Collected data
▽
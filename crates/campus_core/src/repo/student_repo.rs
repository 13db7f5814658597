//! Student repository for the relational variant.
//!
//! # Responsibility
//! - Provide CRUD APIs over the `students` table.
//! - Serialize the free-form `courses` set as a JSON text array.
//!
//! # Invariants
//! - Write paths call `validate()` before SQL mutations.
//! - Ids come from `AUTOINCREMENT` and are never reused.

use super::{RepoError, RepoResult};
use crate::model::student::{normalize_courses, NewStudent, Student};
use crate::model::{EntityId, EntityKind};
use rusqlite::{params, Connection, OptionalExtension, Row};

const STUDENT_COLUMNS: &str =
    "student_id, name, age, grade, email, address, phone, enrollment_date, courses";

/// Repository interface for student rows.
pub trait StudentRepository {
    fn create_student(&self, student: &NewStudent) -> RepoResult<Student>;
    fn get_student(&self, id: EntityId) -> RepoResult<Option<Student>>;
    /// Lists all students ordered by id.
    fn list_students(&self) -> RepoResult<Vec<Student>>;
    /// Replaces every mutable column of an existing student.
    fn update_student(&self, student: &Student) -> RepoResult<()>;
    fn delete_student(&self, id: EntityId) -> RepoResult<Student>;
}

/// SQLite-backed student repository.
pub struct SqliteStudentRepository<'conn> {
    conn: &'conn Connection,
}

impl<'conn> SqliteStudentRepository<'conn> {
    pub fn new(conn: &'conn Connection) -> Self {
        Self { conn }
    }
}

impl StudentRepository for SqliteStudentRepository<'_> {
    fn create_student(&self, student: &NewStudent) -> RepoResult<Student> {
        student.validate()?;
        let courses = encode_courses(&normalize_courses(&student.courses))?;

        let created = self.conn.query_row(
            &format!(
                "INSERT INTO students (
                    name, age, grade, email, address, phone, enrollment_date, courses
                 ) VALUES (?1, ?2, ?3, ?4, ?5, ?6, ?7, ?8)
                 RETURNING {STUDENT_COLUMNS};"
            ),
            params![
                student.name.as_str(),
                student.age,
                student.grade,
                student.email.as_str(),
                student.address.as_str(),
                student.phone.as_str(),
                student.enrollment_date,
                courses,
            ],
            |row| Ok(parse_student_row(row)),
        )??;

        Ok(created)
    }

    fn get_student(&self, id: EntityId) -> RepoResult<Option<Student>> {
        let student = self
            .conn
            .query_row(
                &format!("SELECT {STUDENT_COLUMNS} FROM students WHERE student_id = ?1;"),
                [id],
                |row| Ok(parse_student_row(row)),
            )
            .optional()?;
        student.transpose()
    }

    fn list_students(&self) -> RepoResult<Vec<Student>> {
        let mut stmt = self.conn.prepare(&format!(
            "SELECT {STUDENT_COLUMNS} FROM students ORDER BY student_id ASC;"
        ))?;
        let mut rows = stmt.query([])?;
        let mut students = Vec::new();
        while let Some(row) = rows.next()? {
            students.push(parse_student_row(row)?);
        }
        Ok(students)
    }

    fn update_student(&self, student: &Student) -> RepoResult<()> {
        student.validate()?;
        let courses = encode_courses(&normalize_courses(&student.courses))?;

        let changed = self.conn.execute(
            "UPDATE students
             SET
                name = ?1,
                age = ?2,
                grade = ?3,
                email = ?4,
                address = ?5,
                phone = ?6,
                enrollment_date = ?7,
                courses = ?8
             WHERE student_id = ?9;",
            params![
                student.name.as_str(),
                student.age,
                student.grade,
                student.email.as_str(),
                student.address.as_str(),
                student.phone.as_str(),
                student.enrollment_date,
                courses,
                student.id,
            ],
        )?;

        if changed == 0 {
            return Err(RepoError::NotFound {
                kind: EntityKind::Student,
                id: student.id,
            });
        }

        Ok(())
    }

    fn delete_student(&self, id: EntityId) -> RepoResult<Student> {
        let deleted = self
            .conn
            .query_row(
                &format!("DELETE FROM students WHERE student_id = ?1 RETURNING {STUDENT_COLUMNS};"),
                [id],
                |row| Ok(parse_student_row(row)),
            )
            .optional()?;

        match deleted {
            Some(student) => student,
            None => Err(RepoError::NotFound {
                kind: EntityKind::Student,
                id,
            }),
        }
    }
}

fn encode_courses(courses: &[String]) -> RepoResult<String> {
    serde_json::to_string(courses)
        .map_err(|err| RepoError::InvalidData(format!("cannot encode courses: {err}")))
}

fn parse_student_row(row: &Row<'_>) -> RepoResult<Student> {
    let courses_text: String = row.get("courses")?;
    let courses: Vec<String> = serde_json::from_str(&courses_text).map_err(|_| {
        RepoError::InvalidData(format!(
            "invalid courses value `{courses_text}` in students.courses"
        ))
    })?;

    Ok(Student {
        id: row.get("student_id")?,
        name: row.get("name")?,
        age: row.get("age")?,
        grade: row.get("grade")?,
        email: row.get("email")?,
        address: row.get("address")?,
        phone: row.get("phone")?,
        enrollment_date: row.get("enrollment_date")?,
        courses,
    })
}
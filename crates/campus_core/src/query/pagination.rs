//! Offset/limit pagination with navigation links.
//!
//! # Invariants
//! - `page >= 1` and `limit >= 1` after coercion.
//! - The returned slice is `[(page-1)*limit, page*limit)` clipped to bounds.
//! - `first`/`prev` exist only when `page > 1`; `next`/`last` only when
//!   `page < total_pages`.

use serde::Serialize;

pub const DEFAULT_PAGE: usize = 1;
pub const DEFAULT_LIMIT: usize = 10;

/// Coerced page coordinates.
#[derive(Debug, Clone, Copy, PartialEq, Eq)]
pub struct PageRequest {
    page: usize,
    limit: usize,
}

impl Default for PageRequest {
    fn default() -> Self {
        Self {
            page: DEFAULT_PAGE,
            limit: DEFAULT_LIMIT,
        }
    }
}

impl PageRequest {
    /// Non-positive `page` becomes 1; non-positive `limit` becomes 10.
    pub fn new(page: i64, limit: i64) -> Self {
        Self {
            page: positive_or(page, DEFAULT_PAGE),
            limit: positive_or(limit, DEFAULT_LIMIT),
        }
    }

    /// Builds a request from raw query-string values.
    ///
    /// Values are read as leading integers (`"3abc"` is 3, `"2.9"` is 2);
    /// absent or non-numeric values take the defaults.
    pub fn from_params(page: Option<&str>, limit: Option<&str>) -> Self {
        let page = page.and_then(parse_leading_int).unwrap_or(0);
        let limit = limit.and_then(parse_leading_int).unwrap_or(0);
        Self::new(page, limit)
    }

    pub fn page(&self) -> usize {
        self.page
    }

    pub fn limit(&self) -> usize {
        self.limit
    }

    fn start_index(&self) -> usize {
        (self.page - 1).saturating_mul(self.limit)
    }

    fn end_index(&self) -> usize {
        self.page.saturating_mul(self.limit)
    }
}

/// Link relation of a navigation link.
#[derive(Debug, Clone, Copy, PartialEq, Eq, Serialize)]
#[serde(rename_all = "lowercase")]
pub enum LinkRel {
    First,
    Prev,
    Next,
    Last,
}

impl LinkRel {
    pub fn as_str(self) -> &'static str {
        match self {
            Self::First => "first",
            Self::Prev => "prev",
            Self::Next => "next",
            Self::Last => "last",
        }
    }
}

/// Navigation link carrying the target page and the same limit.
#[derive(Debug, Clone, Copy, PartialEq, Eq, Serialize)]
pub struct PageLink {
    pub rel: LinkRel,
    pub page: usize,
    pub limit: usize,
}

#[derive(Debug, Clone, Copy, PartialEq, Eq, Serialize)]
#[serde(rename_all = "camelCase")]
pub struct PaginationMeta {
    pub current_page: usize,
    pub total_pages: usize,
    pub total_students: usize,
}

/// One page of results.
#[derive(Debug, Clone, PartialEq, Serialize)]
pub struct Page<T> {
    #[serde(rename = "data")]
    pub items: Vec<T>,
    pub pagination: PaginationMeta,
    pub links: Vec<PageLink>,
}

impl<T> Page<T> {
    pub fn link(&self, rel: LinkRel) -> Option<&PageLink> {
        self.links.iter().find(|link| link.rel == rel)
    }

    /// Renders the links as an RFC 8288 `Link` header value.
    ///
    /// Returns an empty string when there are no links.
    pub fn link_header(&self, base_url: &str) -> String {
        self.links
            .iter()
            .map(|link| {
                format!(
                    "<{base_url}?page={}&limit={}>; rel=\"{}\"",
                    link.page,
                    link.limit,
                    link.rel.as_str()
                )
            })
            .collect::<Vec<_>>()
            .join(", ")
    }
}

/// Slices `items` according to `request` and computes navigation links.
pub fn paginate<T: Clone>(items: &[T], request: PageRequest) -> Page<T> {
    let total = items.len();
    let start = request.start_index().min(total);
    let end = request.end_index().min(total);
    let total_pages = total.div_ceil(request.limit);
    let page = request.page;

    let mut links = Vec::new();
    if page > 1 {
        links.push(PageLink {
            rel: LinkRel::First,
            page: 1,
            limit: request.limit,
        });
        links.push(PageLink {
            rel: LinkRel::Prev,
            page: page - 1,
            limit: request.limit,
        });
    }
    if page < total_pages {
        links.push(PageLink {
            rel: LinkRel::Next,
            page: page + 1,
            limit: request.limit,
        });
        links.push(PageLink {
            rel: LinkRel::Last,
            page: total_pages,
            limit: request.limit,
        });
    }

    Page {
        items: items[start..end].to_vec(),
        pagination: PaginationMeta {
            current_page: page,
            total_pages,
            total_students: total,
        },
        links,
    }
}

fn positive_or(value: i64, fallback: usize) -> usize {
    if value < 1 {
        return fallback;
    }
    usize::try_from(value).unwrap_or(usize::MAX)
}

/// Reads an optionally signed integer prefix, ignoring leading whitespace.
/// Saturates instead of overflowing; returns `None` when no digit leads.
fn parse_leading_int(raw: &str) -> Option<i64> {
    let trimmed = raw.trim_start();
    let (negative, digits) = match trimmed.as_bytes().first() {
        Some(b'-') => (true, &trimmed[1..]),
        Some(b'+') => (false, &trimmed[1..]),
        _ => (false, trimmed),
    };

    let mut value: i64 = 0;
    let mut seen_digit = false;
    for byte in digits.bytes() {
        if !byte.is_ascii_digit() {
            break;
        }
        seen_digit = true;
        value = value
            .saturating_mul(10)
            .saturating_add(i64::from(byte - b'0'));
    }

    if !seen_digit {
        return None;
    }
    Some(if negative { -value } else { value })
}
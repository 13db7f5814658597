//! Referential guard: application-level foreign-key existence checks.
//!
//! # Responsibility
//! - Resolve each proposed reference through its owning repository.
//!
//! # Invariants
//! - Performs reads only; calling it repeatedly without intervening writes
//!   yields the same outcome.
//! - Uses the connection it is given (normally the write transaction), so
//!   the check and the dependent write share one isolation scope.

use crate::model::{EntityId, EntityKind};
use crate::repo::course_repo::{CourseRepository, SqliteCourseRepository};
use crate::repo::department_repo::{DepartmentRepository, SqliteDepartmentRepository};
use crate::repo::enrollment_repo::{EnrollmentRepository, SqliteEnrollmentRepository};
use crate::repo::instructor_repo::{InstructorRepository, SqliteInstructorRepository};
use crate::repo::student_repo::{SqliteStudentRepository, StudentRepository};
use crate::repo::user_repo::{SqliteUserRepository, UserRepository};
use crate::repo::{RepoError, RepoResult};
use rusqlite::Connection;
use serde::Serialize;
use std::fmt::{Display, Formatter};

/// A foreign-key value a write depends on.
#[derive(Debug, Clone, Copy, PartialEq, Eq, Hash, Serialize)]
pub struct Reference {
    pub kind: EntityKind,
    pub id: EntityId,
}

impl Reference {
    pub fn new(kind: EntityKind, id: EntityId) -> Self {
        Self { kind, id }
    }

    pub fn student(id: EntityId) -> Self {
        Self::new(EntityKind::Student, id)
    }

    pub fn course(id: EntityId) -> Self {
        Self::new(EntityKind::Course, id)
    }

    pub fn instructor(id: EntityId) -> Self {
        Self::new(EntityKind::Instructor, id)
    }

    pub fn department(id: EntityId) -> Self {
        Self::new(EntityKind::Department, id)
    }

    pub fn user(id: EntityId) -> Self {
        Self::new(EntityKind::User, id)
    }
}

impl Display for Reference {
    fn fmt(&self, f: &mut Formatter<'_>) -> std::fmt::Result {
        write!(f, "{} {}", self.kind, self.id)
    }
}

/// Guard outcome when a reference cannot be confirmed.
#[derive(Debug)]
pub enum GuardError {
    /// First reference that does not resolve.
    Missing(Reference),
    /// The lookup itself failed.
    Lookup(RepoError),
}

impl From<RepoError> for GuardError {
    fn from(value: RepoError) -> Self {
        Self::Lookup(value)
    }
}

pub struct ReferentialGuard<'conn> {
    conn: &'conn Connection,
}

impl<'conn> ReferentialGuard<'conn> {
    pub fn new(conn: &'conn Connection) -> Self {
        Self { conn }
    }

    /// Returns whether the referenced row exists.
    pub fn exists(&self, reference: Reference) -> RepoResult<bool> {
        let id = reference.id;
        let found = match reference.kind {
            EntityKind::User => SqliteUserRepository::new(self.conn).get_user(id)?.is_some(),
            EntityKind::Student => SqliteStudentRepository::new(self.conn)
                .get_student(id)?
                .is_some(),
            EntityKind::Instructor => SqliteInstructorRepository::new(self.conn)
                .get_instructor(id)?
                .is_some(),
            EntityKind::Department => SqliteDepartmentRepository::new(self.conn)
                .get_department(id)?
                .is_some(),
            EntityKind::Course => SqliteCourseRepository::new(self.conn)
                .get_course(id)?
                .is_some(),
            EntityKind::Enrollment => SqliteEnrollmentRepository::new(self.conn)
                .get_enrollment(id)?
                .is_some(),
        };
        Ok(found)
    }

    /// Checks references in order and stops at the first missing one.
    pub fn verify(&self, references: &[Reference]) -> Result<(), GuardError> {
        for reference in references {
            if !self.exists(*reference)? {
                return Err(GuardError::Missing(*reference));
            }
        }
        Ok(())
    }
}
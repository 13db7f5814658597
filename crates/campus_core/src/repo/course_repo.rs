//! Course repository.

use super::RepoResult;
use crate::model::course::{Course, NewCourse};
use crate::model::EntityId;
use rusqlite::{params, Connection, OptionalExtension, Row};

const COURSE_COLUMNS: &str =
    "course_id, course_name, course_description, credits, department_id";

pub trait CourseRepository {
    fn create_course(&self, course: &NewCourse) -> RepoResult<Course>;
    fn get_course(&self, id: EntityId) -> RepoResult<Option<Course>>;
    /// Lists courses of one department ordered by id. Unknown departments
    /// yield an empty list.
    fn list_courses_by_department(&self, department_id: EntityId) -> RepoResult<Vec<Course>>;
}

pub struct SqliteCourseRepository<'conn> {
    conn: &'conn Connection,
}

impl<'conn> SqliteCourseRepository<'conn> {
    pub fn new(conn: &'conn Connection) -> Self {
        Self { conn }
    }
}

impl CourseRepository for SqliteCourseRepository<'_> {
    fn create_course(&self, course: &NewCourse) -> RepoResult<Course> {
        course.validate()?;

        let created = self.conn.query_row(
            &format!(
                "INSERT INTO courses (course_name, course_description, credits, department_id)
                 VALUES (?1, ?2, ?3, ?4)
                 RETURNING {COURSE_COLUMNS};"
            ),
            params![
                course.course_name.trim(),
                course.course_description.as_str(),
                course.credits,
                course.department_id,
            ],
            parse_course_row,
        )?;

        Ok(created)
    }

    fn get_course(&self, id: EntityId) -> RepoResult<Option<Course>> {
        let course = self
            .conn
            .query_row(
                &format!("SELECT {COURSE_COLUMNS} FROM courses WHERE course_id = ?1;"),
                [id],
                parse_course_row,
            )
            .optional()?;
        Ok(course)
    }

    fn list_courses_by_department(&self, department_id: EntityId) -> RepoResult<Vec<Course>> {
        let mut stmt = self.conn.prepare(&format!(
            "SELECT {COURSE_COLUMNS}
             FROM courses
             WHERE department_id = ?1
             ORDER BY course_id ASC;"
        ))?;
        let courses = stmt
            .query_map([department_id], parse_course_row)?
            .collect::<Result<Vec<_>, _>>()?;
        Ok(courses)
    }
}

fn parse_course_row(row: &Row<'_>) -> rusqlite::Result<Course> {
    Ok(Course {
        id: row.get("course_id")?,
        course_name: row.get("course_name")?,
        course_description: row.get("course_description")?,
        credits: row.get("credits")?,
        department_id: row.get("department_id")?,
    })
}
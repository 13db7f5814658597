//! Transactional write coordinator.
//!
//! # Responsibility
//! - Run an ordered sequence of dependent write steps as one atomic unit
//!   against a single pooled connection.
//!
//! # Protocol
//! 1. Acquire a connection and open an IMMEDIATE transaction.
//! 2. Verify every declared reference of every step inside that
//!    transaction; the first missing one aborts the unit before any write.
//! 3. Run steps in declaration order; the first failing step rolls the
//!    whole unit back.
//! 4. Commit and return the written entities in step order.
//! 5. The connection returns to the pool on every exit path.

use super::guard::{GuardError, Reference, ReferentialGuard};
use super::{ServiceError, ServiceResult};
use crate::db::Store;
use crate::model::course::Course;
use crate::model::department::Department;
use crate::model::enrollment::Enrollment;
use crate::model::instructor::Instructor;
use crate::model::student::Student;
use crate::model::user::User;
use crate::model::{EntityId, EntityKind};
use crate::repo::{RepoError, RepoResult};
use log::{info, warn};
use rusqlite::{Connection, Transaction};
use std::time::Instant;

/// Entity produced by one write step.
#[derive(Debug, Clone, PartialEq)]
pub enum Written {
    User(User),
    Credential { user_id: EntityId },
    Student(Student),
    Instructor(Instructor),
    Department(Department),
    Course(Course),
    Enrollment(Enrollment),
    /// A step that removed a row.
    Deleted(Reference),
}

impl Written {
    /// Kind of the entity written; `None` for credential rows.
    pub fn kind(&self) -> Option<EntityKind> {
        match self {
            Self::User(_) => Some(EntityKind::User),
            Self::Credential { .. } => None,
            Self::Student(_) => Some(EntityKind::Student),
            Self::Instructor(_) => Some(EntityKind::Instructor),
            Self::Department(_) => Some(EntityKind::Department),
            Self::Course(_) => Some(EntityKind::Course),
            Self::Enrollment(_) => Some(EntityKind::Enrollment),
            Self::Deleted(reference) => Some(reference.kind),
        }
    }

    pub fn as_user(&self) -> Option<&User> {
        match self {
            Self::User(user) => Some(user),
            _ => None,
        }
    }
}

type StepAction<'a> = Box<dyn FnOnce(&Connection, &[Written]) -> RepoResult<Written> + 'a>;

/// One write of a unit: its references and the action performing it.
pub struct WriteStep<'a> {
    label: &'static str,
    references: Vec<Reference>,
    action: StepAction<'a>,
}

impl<'a> WriteStep<'a> {
    /// `action` receives the open transaction and the entities written by
    /// earlier steps.
    pub fn new(
        label: &'static str,
        action: impl FnOnce(&Connection, &[Written]) -> RepoResult<Written> + 'a,
    ) -> Self {
        Self {
            label,
            references: Vec::new(),
            action: Box::new(action),
        }
    }

    /// Declares a reference that must resolve before any step runs.
    pub fn requires(mut self, reference: Reference) -> Self {
        self.references.push(reference);
        self
    }

    pub fn label(&self) -> &'static str {
        self.label
    }
}

/// Ordered set of steps committed or rolled back together.
pub struct WriteUnit<'a> {
    name: &'static str,
    steps: Vec<WriteStep<'a>>,
}

impl<'a> WriteUnit<'a> {
    pub fn new(name: &'static str) -> Self {
        Self {
            name,
            steps: Vec::new(),
        }
    }

    pub fn step(mut self, step: WriteStep<'a>) -> Self {
        self.steps.push(step);
        self
    }

    pub fn name(&self) -> &'static str {
        self.name
    }
}

pub struct WriteCoordinator<'s> {
    store: &'s Store,
}

impl<'s> WriteCoordinator<'s> {
    pub fn new(store: &'s Store) -> Self {
        Self { store }
    }

    /// Executes the unit atomically.
    ///
    /// # Errors
    /// - `StoreUnavailable` when no connection/transaction can be opened.
    /// - `ReferenceNotFound` when a declared reference does not resolve.
    /// - `WriteFailed` when a step or the commit is rejected by the store.
    /// - `NotFound` / `Validation` when a step reports them; the unit is
    ///   rolled back first. These describe the caller's input rather than a
    ///   store rejection, so they carry no step label and match the errors
    ///   point lookups return. The failing step is still logged.
    pub fn execute(&self, unit: WriteUnit<'_>) -> ServiceResult<Vec<Written>> {
        let started_at = Instant::now();
        let unit_name = unit.name;

        let mut conn = self
            .store
            .acquire()
            .map_err(ServiceError::StoreUnavailable)?;
        let tx = conn.begin().map_err(ServiceError::StoreUnavailable)?;

        let guard = ReferentialGuard::new(&*tx);
        for step in &unit.steps {
            match guard.verify(&step.references) {
                Ok(()) => {}
                Err(GuardError::Missing(reference)) => {
                    warn!(
                        "event=write_unit module=service status=rejected unit={unit_name} step={} missing_kind={} missing_id={}",
                        step.label, reference.kind, reference.id
                    );
                    rollback(tx, unit_name);
                    return Err(ServiceError::ReferenceNotFound(reference));
                }
                Err(GuardError::Lookup(cause)) => {
                    rollback(tx, unit_name);
                    return Err(ServiceError::WriteFailed {
                        step: "reference_check",
                        cause,
                    });
                }
            }
        }

        let mut written = Vec::with_capacity(unit.steps.len());
        for step in unit.steps {
            let label = step.label;
            match (step.action)(&*tx, &written) {
                Ok(entity) => written.push(entity),
                Err(cause) => {
                    warn!(
                        "event=write_unit module=service status=rolled_back unit={unit_name} step={label} error={cause}"
                    );
                    rollback(tx, unit_name);
                    return Err(step_failure(label, cause));
                }
            }
        }

        tx.commit().map_err(|err| ServiceError::WriteFailed {
            step: "commit",
            cause: RepoError::from(err),
        })?;

        info!(
            "event=write_unit module=service status=ok unit={unit_name} steps={} duration_ms={}",
            written.len(),
            started_at.elapsed().as_millis()
        );
        Ok(written)
    }
}

fn rollback(tx: Transaction<'_>, unit_name: &str) {
    if let Err(err) = tx.rollback() {
        warn!(
            "event=write_unit module=service status=error unit={unit_name} error_code=rollback_failed error={err}"
        );
    }
}

fn step_failure(step: &'static str, cause: RepoError) -> ServiceError {
    match cause {
        RepoError::Validation(err) => ServiceError::Validation(err),
        RepoError::NotFound { kind, id } => ServiceError::not_found(kind, id),
        other => ServiceError::WriteFailed { step, cause: other },
    }
}

/// Pulls the entity written by step `index` out of a unit's results.
pub(crate) fn take_written(written: Vec<Written>, index: usize) -> ServiceResult<Written> {
    written.into_iter().nth(index).ok_or_else(|| {
        ServiceError::Repo(RepoError::InvalidData(format!(
            "write unit returned no entity for step {index}"
        )))
    })
}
△
> **DIRECTIONS FOR THIS TASK**
Go through the entries above and copy each line holding the string "same".

> **ANSWER SECTION**
/// Navigation link carrying the target page and the same limit.
//!   yields the same outcome.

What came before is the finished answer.